Mario Munguia-Zarate v. State

CourtCourt of Appeals of Texas
DecidedDecember 4, 2018
Docket05-17-00265-CR
StatusPublished

This text of Mario Munguia-Zarate v. State (Mario Munguia-Zarate v. State) is published on Counsel Stack Legal Research, covering Court of Appeals of Texas primary law. Counsel Stack provides free access to over 12 million legal documents including statutes, case law, regulations, and constitutions.

Bluebook
Mario Munguia-Zarate v. State, (Tex. Ct. App. 2018).

Opinion

AFFIRM; and Opinion Filed December 4, 2018.

In The Court of Appeals Fifth District of Texas at Dallas

No. 05-17-00265-CR No. 05-17-00266-CR

MARIO MUNGUIA-ZARATE, Appellant V. THE STATE OF TEXAS, Appellee

On Appeal from the Criminal District Court No. 2 Dallas County, Texas Trial Court Cause Nos. F-13-23773-I, F-13-23774-I

MEMORANDUM OPINION Before Justices Bridges, Francis, and Lang-Miers Opinion by Justice Lang-Miers Appellant Mario Munguia-Zarate was charged in two related cases with (1) possession of

cocaine with intent to deliver and (2) possession of methamphetamine with intent to deliver. Prior

to trial, appellant filed a pre-trial motion to suppress what he claimed was illegally obtained

evidence. After conducting a hearing, and taking the arguments made and the authorities relied on

by the parties under advisement, the trial court denied the motion to suppress. Then appellant

entered pleas of guilty to both offenses, waived a jury, and judicially confessed to the offenses.

Pursuant to a plea-bargain agreement, the trial court sentenced appellant to confinement for ten

years in both cases, but suspended punishment and put appellant on community supervision for

ten years in both cases. In the methamphetamine case the trial court also assessed a fine of $3000. In four issues, appellant challenges the denial of the motion to suppress and argues he was denied

his right to confrontation. We affirm.

The Hearing on the Motion to Suppress

Evidence Adduced

On January 28, 2013, the Garland police received a call that a Hispanic male in a black

Suburban, license plate AR09290, was selling drugs in the parking lot of a strip mall at 3460 West

Walnut Street in Garland, Texas. Three Garland police officers – Aristina Lyda, Jesse Kohls, and

Curtis Russell – were dispatched to that location.

Lyda testified that when she arrived at the location she saw the Suburban parked in a

parking spot in the lot. There was a Hispanic male, who Lyda identified as appellant, in the driver’s

seat of the Suburban.
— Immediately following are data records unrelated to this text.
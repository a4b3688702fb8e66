//! Final run report.

use std::fmt;

use chrono::{DateTime, Utc};
use serde::{Deserialize, Serialize};
use uuid::Uuid;

use super::outcome::FixOutcome;
use super::project::ProjectKind;

/// Overall run status, derived purely from the fix outcome list.
#[derive(Debug, Clone, Copy, Serialize, Deserialize, PartialEq, Eq)]
#[serde(rename_all = "SCREAMING_SNAKE_CASE")]
pub enum RunStatus {
    Passed,
    Partial,
    Failed,
}

impl RunStatus {
    /// `Passed` iff at least one outcome and all are fixed, `Failed` iff none
    /// are fixed, `Partial` otherwise. Suite health is not considered.
    pub fn from_outcomes(outcomes: &[FixOutcome]) -> Self {
        let fixed = outcomes.iter().filter(|o| o.is_fixed()).count();
        if fixed == 0 {
            RunStatus::Failed
        } else if fixed == outcomes.len() {
            RunStatus::Passed
        } else {
            RunStatus::Partial
        }
    }

    pub fn as_str(&self) -> &'static str {
        match self {
            RunStatus::Passed => "PASSED",
            RunStatus::Partial => "PARTIAL",
            RunStatus::Failed => "FAILED",
        }
    }
}

impl fmt::Display for RunStatus {
    fn fmt(&self, f: &mut fmt::Formatter<'_>) -> fmt::Result {
        f.write_str(self.as_str())
    }
}

/// Where test commands execute.
#[derive(Debug, Clone, Copy, Serialize, Deserialize, PartialEq, Eq)]
#[serde(rename_all = "snake_case")]
pub enum ExecutionMode {
    Local,
    Remote,
}

/// Why the repair loop stopped.
#[derive(Debug, Clone, Copy, Serialize, Deserialize, PartialEq, Eq)]
#[serde(rename_all = "snake_case")]
pub enum StopReason {
    /// Classification produced no failures.
    SuitePassed,
    /// The test run hit its wall-clock ceiling and produced no output.
    ExecutionTimedOut,
    /// The executor could not run the suite (spawn or transport failure).
    ExecutionUnavailable,
    /// Failures were found but none could be fixed.
    NoFixesApplied,
    /// `max_retries` iterations were consumed.
    BudgetExhausted,
    /// Remote mode could not push the latest commits before testing.
    SyncFailed,
}

/// Aggregate result of one repair run.
#[derive(Debug, Clone, Serialize, Deserialize, PartialEq)]
pub struct RunReport {
    pub run_id: Uuid,
    pub repo: String,
    pub branch: String,
    pub project_kind: ProjectKind,
    pub mode: ExecutionMode,
    /// Failure count of the last iteration that classified any failures.
    pub total_failures: usize,
    pub total_fixes: usize,
    pub iterations: u32,
    pub status: RunStatus,
    pub stop_reason: StopReason,
    /// Whether the final push of the fix branch succeeded.
    pub pushed: bool,
    pub fixes: Vec<FixOutcome>,
    pub started_at: DateTime<Utc>,
    pub finished_at: DateTime<Utc>,
}

impl RunReport {
    /// Number of failed outcomes.
    pub fn failed_fixes(&self) -> usize {
        self.fixes.len() - self.total_fixes
    }
}
//! Remote sandbox client
//!
//! The sandbox clones the pushed fix branch into a throwaway workspace,
//! installs dependencies and runs the suite, returning the captured streams.
//! Paths in that output point into the sandbox's workspace and are rewritten
//! to the local checkout so the classifier can resolve them.

use std::path::Path;
use std::sync::OnceLock;
use std::time::{Duration, Instant};

use async_trait::async_trait;
use regex::{NoExpand, Regex};
use serde::{Deserialize, Serialize};
use tracing::{debug, warn};

use aifix_core::{
    AgentConfig, ExecutionMode, ExecutionOutput, ProjectKind, RuntimeEnv, TestExecutor,
    TestRunRequest,
};

use crate::error::{ExecError, Result};

/// Shared-secret header.
pub const TOKEN_HEADER: &str = "X-Sandbox-Token";

/// Added to the test timeout to bound the whole HTTP exchange.
pub const HTTP_GRACE: Duration = Duration::from_secs(30);

const HEALTH_TIMEOUT: Duration = Duration::from_secs(10);

/// Body of `POST /run-tests`.
#[derive(Debug, Clone, Serialize, Deserialize, PartialEq, Eq)]
pub struct RunTestsRequest {
    pub repo_url: String,
    #[serde(skip_serializing_if = "Option::is_none")]
    pub branch: Option<String>,
    pub timeout_sec: u64,
}

/// Reply of `POST /run-tests`.
#[derive(Debug, Clone, Default, Serialize, Deserialize, PartialEq, Eq)]
pub struct RunTestsResponse {
    #[serde(default)]
    pub stdout: String,
    #[serde(default)]
    pub stderr: String,
    #[serde(default)]
    pub returncode: Option<i32>,
    #[serde(default)]
    pub timed_out: bool,
    #[serde(default)]
    pub project_type: Option<String>,
    /// Checkout root inside the sandbox, when the server reports it.
    #[serde(default)]
    pub workdir: Option<String>,
}

impl RunTestsResponse {
    pub fn merged(&self) -> String {
        format!("{}\n{}", self.stdout, self.stderr)
    }
}

/// Reply of `GET /health`.
#[derive(Debug, Clone, Serialize, Deserialize, PartialEq, Eq)]
pub struct HealthResponse {
    pub status: String,
}

impl HealthResponse {
    pub fn is_ok(&self) -> bool {
        self.status == "ok"
    }
}

/// HTTP client for the sandbox service.
#[derive(Debug, Clone)]
pub struct SandboxClient {
    base_url: String,
    token: Option<String>,
    http: reqwest::Client,
}

impl SandboxClient {
    pub fn new(base_url: &str, token: Option<&str>) -> Result<Self> {
        let http = reqwest::Client::builder()
            .user_agent(concat!("aifix/", env!("CARGO_PKG_VERSION")))
            .build()?;
        Ok(Self {
            base_url: base_url.trim_end_matches('/').to_string(),
            token: token.filter(|t| !t.is_empty()).map(str::to_string),
            http,
        })
    }

    pub fn from_config(config: &AgentConfig) -> Result<Self> {
        let url = config.sandbox_url.as_deref().ok_or(ExecError::NotConfigured)?;
        Self::new(url, config.sandbox_token.as_deref())
    }

    pub fn base_url(&self) -> &str {
        &self.base_url
    }

    fn authorized(&self, builder: reqwest::RequestBuilder) -> reqwest::RequestBuilder {
        match &self.token {
            Some(token) => builder.header(TOKEN_HEADER, token),
            None => builder,
        }
    }

    async fn check(response: reqwest::Response) -> Result<reqwest::Response> {
        let status = response.status();
        if status.is_success() {
            return Ok(response);
        }
        let body = response.text().await.unwrap_or_default();
        Err(ExecError::Status {
            status: status.as_u16(),
            body,
        })
    }

    pub async fn health(&self) -> Result<HealthResponse> {
        let url = format!("{}/health", self.base_url);
        let response = self
            .authorized(self.http.get(&url))
            .timeout(HEALTH_TIMEOUT)
            .send()
            .await?;
        Ok(Self::check(response).await?.json().await?)
    }

    /// Run the suite remotely; `timeout` bounds the whole exchange.
    pub async fn run_tests(
        &self,
        request: &RunTestsRequest,
        timeout: Duration,
    ) -> Result<RunTestsResponse> {
        let url = format!("{}/run-tests", self.base_url);
        debug!(url = %url, branch = ?request.branch, "requesting sandbox test run");
        let response = self
            .authorized(self.http.post(&url))
            .json(request)
            .timeout(timeout)
            .send()
            .await?;
        Ok(Self::check(response).await?.json().await?)
    }
}

/// Rewrite sandbox checkout paths in `output` to `local_root`.
///
/// Uses `workdir` when the server reported it, otherwise recognizes the
/// `…/agent-workspace-*/repo/` layout.
pub fn rewrite_sandbox_paths(output: &str, workdir: Option<&str>, local_root: &Path) -> String {
    let root = format!("{}/", local_root.display().to_string().trim_end_matches('/'));

    if let Some(workdir) = workdir.map(str::trim).filter(|w| !w.is_empty()) {
        let prefix = format!("{}/", workdir.trim_end_matches('/'));
        return output.replace(&prefix, &root);
    }

    static RE: OnceLock<Regex> = OnceLock::new();
    let re = RE.get_or_init(|| {
        Regex::new(r#"(?:/[^/\s"':]+)*/agent-workspace-[^/\s"']+/repo/"#).expect("valid regex")
    });
    re.replace_all(output, NoExpand(&root)).into_owned()
}

/// Executor backed by the remote sandbox.
#[derive(Debug, Clone)]
pub struct SandboxExecutor {
    client: SandboxClient,
    grace: Duration,
}

impl SandboxExecutor {
    pub fn new(client: SandboxClient) -> Self {
        Self {
            client,
            grace: HTTP_GRACE,
        }
    }

    pub fn with_grace(mut self, grace: Duration) -> Self {
        self.grace = grace;
        self
    }

    pub fn client(&self) -> &SandboxClient {
        &self.client
    }
}

#[async_trait]
impl TestExecutor for SandboxExecutor {
    fn mode(&self) -> ExecutionMode {
        ExecutionMode::Remote
    }

    async fn prepare(&self, _repo: &Path, kind: ProjectKind) -> RuntimeEnv {
        debug!(kind = %kind, "sandbox installs dependencies itself");
        RuntimeEnv::ambient()
    }

    async fn run_tests(&self, request: &TestRunRequest) -> ExecutionOutput {
        let started = Instant::now();
        let body = RunTestsRequest {
            repo_url: request.repo_url.clone(),
            branch: Some(request.branch.clone()).filter(|b| !b.is_empty()),
            timeout_sec: request.timeout.as_secs().max(1),
        };

        match self.client.run_tests(&body, request.timeout + self.grace).await {
            Ok(reply) if reply.timed_out => {
                warn!(stderr = %reply.stderr.trim(), "sandbox tests timed out");
                ExecutionOutput::timed_out(started.elapsed())
            }
            Ok(reply) => {
                debug!(
                    returncode = ?reply.returncode,
                    project_type = ?reply.project_type,
                    "sandbox run finished"
                );
                let output =
                    rewrite_sandbox_paths(&reply.merged(), reply.workdir.as_deref(), &request.repo_path);
                ExecutionOutput::completed(output, reply.returncode, started.elapsed())
            }
            Err(e) => {
                warn!(error = %e, base_url = %self.client.base_url(), "sandbox test execution failed");
                ExecutionOutput::unavailable(started.elapsed())
            }
        }
    }
}
//! Structured observability hooks for repair run lifecycle events.
//!
//! This module provides:
//! - Run-scoped tracing spans via `RunSpan` RAII guard
//! - Emission functions for the loop's lifecycle: start, test execution,
//!   classification, per-fix outcome, push and finish
//!
//! Events are emitted at `info!` level (`warn!` for failures). Filter with
//! `RUST_LOG`; pass `--json` to the CLI for JSON lines.

use tracing::{info, warn};

use crate::domain::{ExecutionMode, FailureKind, RunStatus, StopReason};

/// RAII guard that enters a run-scoped tracing span for the duration of a run.
///
/// Only hold this across synchronous sections; async code should use
/// [`run_span`] with `tracing::Instrument` instead.
pub struct RunSpan {
    _span: tracing::span::EnteredSpan,
}

impl RunSpan {
    pub fn enter(run_id: &str) -> Self {
        Self {
            _span: run_span(run_id).entered(),
        }
    }
}

/// Span tagged with the run id.
pub fn run_span(run_id: &str) -> tracing::Span {
    tracing::info_span!("aifix.run", run_id = %run_id)
}

/// Emit event: run started.
///
/// ```ignore
/// emit_run_started("run-123", "https://example.com/repo.git", ExecutionMode::Local);
/// // logs: event=run.started run_id=run-123 repo=... mode=Local
/// ```
pub fn emit_run_started(run_id: &str, repo: &str, mode: ExecutionMode) {
    info!(event = "run.started", run_id = %run_id, repo = %repo, mode = ?mode);
}

/// Emit event: one test execution returned.
pub fn emit_tests_executed(
    run_id: &str,
    iteration: u32,
    duration_ms: u64,
    timed_out: bool,
    output_bytes: usize,
) {
    info!(
        event = "tests.executed",
        run_id = %run_id,
        iteration = iteration,
        duration_ms = duration_ms,
        timed_out = timed_out,
        output_bytes = output_bytes,
    );
}

pub fn emit_failures_classified(run_id: &str, iteration: u32, failures: usize) {
    info!(
        event = "failures.classified",
        run_id = %run_id,
        iteration = iteration,
        failures = failures,
    );
}

/// Emit event: a fix was written and committed.
pub fn emit_fix_applied(run_id: &str, file: &str, line: u32, kind: FailureKind, rule: &str) {
    info!(
        event = "fix.applied",
        run_id = %run_id,
        file = %file,
        line = line,
        kind = %kind,
        rule = %rule,
    );
}

/// Emit event: dispatch declined or the commit failed.
pub fn emit_fix_failed(run_id: &str, file: &str, line: u32, kind: FailureKind, reason: &str) {
    warn!(
        event = "fix.failed",
        run_id = %run_id,
        file = %file,
        line = line,
        kind = %kind,
        reason = %reason,
    );
}

pub fn emit_iteration_finished(run_id: &str, iteration: u32, fixes: usize) {
    info!(
        event = "iteration.finished",
        run_id = %run_id,
        iteration = iteration,
        fixes = fixes,
    );
}

pub fn emit_branch_pushed(run_id: &str, branch: &str, success: bool) {
    if success {
        info!(event = "branch.pushed", run_id = %run_id, branch = %branch);
    } else {
        warn!(event = "branch.push_failed", run_id = %run_id, branch = %branch);
    }
}

/// Emit event: run finished.
pub fn emit_run_finished(
    run_id: &str,
    status: RunStatus,
    stop_reason: StopReason,
    iterations: u32,
    total_fixes: usize,
    duration_ms: u64,
) {
    info!(
        event = "run.finished",
        run_id = %run_id,
        status = %status,
        stop_reason = ?stop_reason,
        iterations = iterations,
        total_fixes = total_fixes,
        duration_ms = duration_ms,
    );
}

/// Emit event: a best-effort step failed (warning level).
pub fn emit_best_effort_failure(run_id: &str, step: &str, error: &dyn std::fmt::Display) {
    warn!(event = "run.best_effort_failed", run_id = %run_id, step = %step, error = %error);
}

#[cfg(test)]
mod tests {
    use super::*;
    use tracing_test::traced_test;

    #[test]
    fn test_run_span_create() {
        let _span = RunSpan::enter("test-run-id");
    }

    #[traced_test]
    #[test]
    fn test_run_finished_carries_stop_reason() {
        emit_run_finished(
            "run-456",
            RunStatus::Partial,
            StopReason::BudgetExhausted,
            5,
            3,
            1200,
        );
        assert!(logs_contain("run.finished"));
        assert!(logs_contain("PARTIAL"));
        assert!(logs_contain("BudgetExhausted"));
    }

    #[traced_test]
    #[test]
    fn test_fix_failed_is_logged_with_reason() {
        emit_fix_failed("run-1", "app/b.py", 9, FailureKind::Logic, "no rule applied");
        assert!(logs_contain("fix.failed"));
        assert!(logs_contain("no rule applied"));
    }

    #[traced_test]
    #[test]
    fn test_push_failure_is_distinct_event() {
        emit_branch_pushed("run-2", "TEAM_AI_FIX", false);
        assert!(logs_contain("branch.push_failed"));
    }
}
There was no one else in the vehicle.

Lyda testified that she has some background in Spanish and was capable of basic

communications:

I took Spanish in high school, community college, high school, community college, intermediate certificate through the police academy. I worked in our jail for four years, so I had to learn some Spanish and speak some Spanish in the jail, and then also just basic patrol experience working day to day activities.

Lyda was not, however, fluent in Spanish.

Lyda approached the Suburban on driver’s side and spoke with appellant in Spanish.1 She

asked appellant what he was doing; appellant replied that he was waiting for his wife, who was in

a store. Lyda next asked for identification; appellant produced his driver’s license.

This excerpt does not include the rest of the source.